ISTOÉ – A quebra de patentes assusta a indústria?
Burns –
A Organização Mundial do Comércio tem um tratado para encorajar o livre comércio que fez valer a lei de patentes. A exceção acontece em casos de emergência nacional ou se o fabricante não puder suprir a demanda. Nessas circunstâncias, o governo poderá quebrar a patente pelo interesse da saúde pública. O que não é aceitável é usar esse artigo como uma intervenção comercial. Na área da Aids, por exemplo, a indústria nunca falhou no momento de entregar a droga. Esse argumento não pode ser usado. Na África, eles quebram patentes, mas o preço oferecido pelos governos é mais alto que o praticado pelas indústrias. Quanto à Aids, tenho de cumprimentar o governo brasileiro. O País alcançou uma razoável liderança na prevenção à doença. Estão fazendo um bom trabalho.

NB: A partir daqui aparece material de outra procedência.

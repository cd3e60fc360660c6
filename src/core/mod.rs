pub mod types;
pub mod config;
pub mod error;
pub mod priority_queue;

ISTOÉ – Qual o futuro dos remédios?
Burns –
Estamos conseguindo melhores diagnósticos, estaremos mais aptos a detalhar certas doenças. Outro avanço são os remédios segmentados. O grande exemplo da Roche é o Herceptin, para o câncer de mama. Esse medicamento não é indicado para todas as mulheres que têm esse tipo de tumor. Num simples teste encontramos 20% a 25% de mulheres que responderam melhor ao tratamento com a droga. Isso quer dizer que as mulheres com câncer de mama não serão expostas a efeitos desnecessários. O remédio agirá especificamente nas pessoas que poderão ter reais benefícios. Quando falamos da indústria farmacêutica pelo ponto de vista econômico, muitas pessoas pensam que tratamos apenas de dinheiro. Devo dizer que quando vou para o trabalho busco fazer a diferença na vida das pessoas. O resto vem depois.

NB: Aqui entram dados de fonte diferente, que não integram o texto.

use crate::core::error::{Error, Result};
use crate::index::term::Term;
use crate::search::term_enum::{FilteredTermEnum, TermFilter, Verdict};
use crate::storage::segment_reader::SegmentReader;

/// Terms whose edit distance to a target is small relative to their length.
///
/// The first `prefix_length` characters must match exactly; similarity over
/// the remainders is `1 - distance / min(len)`, and a term is accepted when
/// it exceeds `min_similarity`.
pub struct FuzzyTerms {
    field: String,
    prefix: String,
    target: Vec<char>,
    min_similarity: f32,
    scale_factor: f32,
    similarity: f32,
    // Reused DP rows
    prev_row: Vec<usize>,
    curr_row: Vec<usize>,
}

pub type FuzzyTermEnum = FilteredTermEnum<FuzzyTerms>;

impl FuzzyTerms {
    pub fn new(term: &Term, min_similarity: f32, prefix_length: usize) -> Result<Self> {
        if !(0.0..1.0).contains(&min_similarity) {
            return Err(Error::invalid_argument(format!(
                "min_similarity must be in [0, 1), got {}",
                min_similarity
            )));
        }
        let chars: Vec<char> = term.text.chars().collect();
        let split = prefix_length.min(chars.len());
        Ok(FuzzyTerms {
            field: term.field.clone(),
            prefix: chars[..split].iter().collect(),
            target: chars[split..].to_vec(),
            min_similarity,
            scale_factor: 1.0 / (1.0 - min_similarity),
            similarity: 0.0,
            prev_row: Vec::new(),
            curr_row: Vec::new(),
        })
    }

    pub fn open(reader: &SegmentReader, term: &Term, min_similarity: f32, prefix_length: usize) -> Result<FuzzyTermEnum> {
        FilteredTermEnum::new(reader, FuzzyTerms::new(term, min_similarity, prefix_length)?)
    }

    /// `1 - distance / min(len)` of `text` against the target remainder;
    /// 0 when exactly one side is empty.
    fn similarity_to(&mut self, text: &[char]) -> f32 {
        let shorter = text.len().min(self.target.len());
        if shorter == 0 {
            return if text.len() == self.target.len() { 1.0 } else { 0.0 };
        }
        let distance = self.edit_distance(text);
        1.0 - distance as f32 / shorter as f32
    }

    /// Levenshtein distance from the target to `other`.
    pub fn edit_distance(&mut self, other: &[char]) -> usize {
        let a = &self.target;
        let len_a = a.len();
        let len_b = other.len();

        if len_a == 0 {
            return len_b;
        }
        if len_b == 0 {
            return len_a;
        }

        self.prev_row.clear();
        self.prev_row.extend(0..=len_b);
        self.curr_row.clear();
        self.curr_row.resize(len_b + 1, 0);

        for i in 1..=len_a {
            self.curr_row[0] = i;

            for j in 1..=len_b {
                let cost = if a[i - 1] == other[j - 1] { 0 } else { 1 };

                self.curr_row[j] = std::cmp::min(
                    std::cmp::min(
                        self.prev_row[j] + 1,      // deletion
                        self.curr_row[j - 1] + 1, // insertion
                    ),
                    self.prev_row[j - 1] + cost,  // substitution
                );
            }

            std::mem::swap(&mut self.prev_row, &mut self.curr_row);
        }

        self.prev_row[len_b]
    }
}

impl TermFilter for FuzzyTerms {
    fn start(&self) -> Term {
        Term::new(&self.field, &self.prefix)
    }

    fn check(&mut self, term: &Term) -> Verdict {
        if term.field != self.field || !term.text.starts_with(&self.prefix) {
            return Verdict::End;
        }
        let rest: Vec<char> = term.text[self.prefix.len()..].chars().collect();
        self.similarity = self.similarity_to(&rest);
        if self.similarity > self.min_similarity {
            Verdict::Accept
        } else {
            Verdict::Skip
        }
    }

    /// Similarity rescaled so that `min_similarity` maps to 0 and an exact
    /// match to 1.
    fn difference(&self) -> f32 {
        (self.similarity - self.min_similarity) * self.scale_factor
    }
}

#[cfg(test)]
mod tests {
    use super::*;
    use crate::core::error::ErrorKind;
    use crate::scoring::scorer::testing::segment;

    fn distance(a: &str, b: &str) -> usize {
        let mut terms = FuzzyTerms::new(&Term::new("f", a), 0.5, 0).unwrap();
        let other: Vec<char> = b.chars().collect();
        terms.edit_distance(&other)
    }

    #[test]
    fn levenshtein_distance() {
        assert_eq!(distance("kitten", "sitting"), 3);
        assert_eq!(distance("", "abc"), 3);
        assert_eq!(distance("abc", "abc"), 0);
        // a swap costs two edits
        assert_eq!(distance("ab", "ba"), 2);
    }

    #[test]
    fn accepts_close_terms_with_scaled_difference() {
        let reader = segment(&["lucene lucent licence lunch", "zebra"]);
        let terms = FuzzyTerms::open(&reader, &Term::new("f", "lucene"), 0.5, 0)
            .unwrap()
            .collect_terms()
            .unwrap();
        let found: Vec<(&str, f32)> = terms.iter().map(|(t, d)| (t.text.as_str(), *d)).collect();
        // licence: 2 edits over 6 chars, lucent: 1 edit, lunch: too far
        assert_eq!(found.len(), 3);
        assert_eq!(found[0].0, "licence");
        assert!((found[0].1 - (1.0 - 2.0 / 6.0 - 0.5) * 2.0).abs() < 1e-6);
        assert_eq!(found[1], ("lucene", 1.0));
        assert_eq!(found[2].0, "lucent");
    }

    #[test]
    fn prefix_must_match_exactly() {
        let reader = segment(&["lucene mucene lucent"]);
        let terms = FuzzyTerms::open(&reader, &Term::new("f", "lucene"), 0.5, 2)
            .unwrap()
            .collect_terms()
            .unwrap();
        let found: Vec<String> = terms.into_iter().map(|(t, _)| t.text).collect();
        assert_eq!(found, vec!["lucene", "lucent"]);
    }

    #[test]
    fn rejects_out_of_range_similarity() {
        let err = FuzzyTerms::new(&Term::new("f", "a"), 1.0, 0).err().unwrap();
        assert_eq!(err.kind(), ErrorKind::InvalidArgument);
        assert!(FuzzyTerms::new(&Term::new("f", "a"), -0.1, 0).is_err());
    }
}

ISTOÉ – Quais as novidades contra o câncer e a Aids?
Burns –
A Roche tem cinco drogas para o câncer e outro medicamento para o linfoma que chega até mesmo a curar (Mabthera). Há outro que resulta num benefício importante para pessoas com câncer colo-retal, que ainda não foi lançado no Brasil. Uma outra droga para câncer do pulmão, o Tarceva, está sendo testada. Antes deste medicamento, uma em cada cinco pessoas tinha chance de sobreviver pelo menos um ano. Com o medicamento, uma em cada três pode chegar a um ano de sobrevivência. Serve também para o câncer pancreático. Contra a Aids, os problemas são dois: nos países desenvolvidos, os pacientes estão se tornando resistentes a medicamentos cada vez mais fortes, enquanto na África é preciso resolver a questão de acesso aos remédios. Um remédio como o Fuzeon, que inibe a entrada do vírus na célula, seria usado na Europa, nos EUA e no Brasil (será lançado brevemente). É para pacientes que já desenvolveram alguma resistência a outros medicamentos.

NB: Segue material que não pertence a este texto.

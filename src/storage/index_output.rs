use crate::compression::vbyte::VByteEncoder;
use crate::core::error::{Error, Result};

/// Sequential writer with the ability to seek back and patch headers.
pub trait IndexOutput: Send {
    fn write_bytes(&mut self, bytes: &[u8]) -> Result<()>;

    fn file_pointer(&self) -> u64;

    fn seek(&mut self, pos: u64) -> Result<()>;

    /// Flushes and publishes the file. Further writes are an error.
    fn close(&mut self) -> Result<()>;

    fn write_byte(&mut self, b: u8) -> Result<()> {
        self.write_bytes(&[b])
    }

    fn write_int(&mut self, value: i32) -> Result<()> {
        self.write_bytes(&value.to_be_bytes())
    }

    fn write_long(&mut self, value: i64) -> Result<()> {
        self.write_bytes(&value.to_be_bytes())
    }

    fn write_vint(&mut self, value: u32) -> Result<()> {
        let mut buf = [0u8; 5];
        let n = VByteEncoder::encode_u32(&mut buf, value);
        self.write_bytes(&buf[..n])
    }

    fn write_vlong(&mut self, value: u64) -> Result<()> {
        let mut buf = [0u8; 10];
        let n = VByteEncoder::encode_u64(&mut buf, value);
        self.write_bytes(&buf[..n])
    }

    fn write_string(&mut self, s: &str) -> Result<()> {
        let len = u32::try_from(s.len()).map_err(|_| Error::invalid_argument("string too long"))?;
        self.write_vint(len)?;
        self.write_bytes(s.as_bytes())
    }
}

/// Growable in-memory output.
#[derive(Debug, Default, Clone)]
pub struct RamOutput {
    buffer: Vec<u8>,
    pos: usize,
}

impl RamOutput {
    pub fn new() -> Self {
        RamOutput::default()
    }

    pub fn as_slice(&self) -> &[u8] {
        &self.buffer
    }

    pub fn into_inner(self) -> Vec<u8> {
        self.buffer
    }

    /// Empties the buffer so it can be refilled.
    pub fn reset(&mut self) {
        self.buffer.clear();
        self.pos = 0;
    }

    /// Copies the buffered bytes to another output.
    pub fn write_to(&self, out: &mut dyn IndexOutput) -> Result<()> {
        out.write_bytes(&self.buffer)
    }
}

impl IndexOutput for RamOutput {
    fn write_bytes(&mut self, bytes: &[u8]) -> Result<()> {
        let end = self.pos + bytes.len();
        if self.pos == self.buffer.len() {
            self.buffer.extend_from_slice(bytes);
        } else {
            if end > self.buffer.len() {
                self.buffer.resize(end, 0);
            }
            self.buffer[self.pos..end].copy_from_slice(bytes);
        }
        self.pos = end;
        Ok(())
    }

    fn file_pointer(&self) -> u64 {
        self.pos as u64
    }

    fn seek(&mut self, pos: u64) -> Result<()> {
        if pos > self.buffer.len() as u64 {
            return Err(Error::invalid_argument(format!("seek past end: {}", pos)));
        }
        self.pos = pos as usize;
        Ok(())
    }

    fn close(&mut self) -> Result<()> {
        Ok(())
    }
}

ISTOÉ – O recolhimento do Vioxx abalou a credibilidade da indústria farmacêutica?
Burns –
É sempre triste quando acontece isso. Uma empresa somente submete uma droga à avaliação da autoridade reguladora, que dá a licença, depois de fazer teste com umas cinco mil pessoas. Apesar disso, à medida que esta droga atinge mais pessoas, podemos descobrir novos efeitos. Por isso é preciso que esses testes sejam realizados permanentemente. Nesse caso, a Merck, que é uma empresa muito responsável, concluiu que os riscos eram maiores que os benefícios.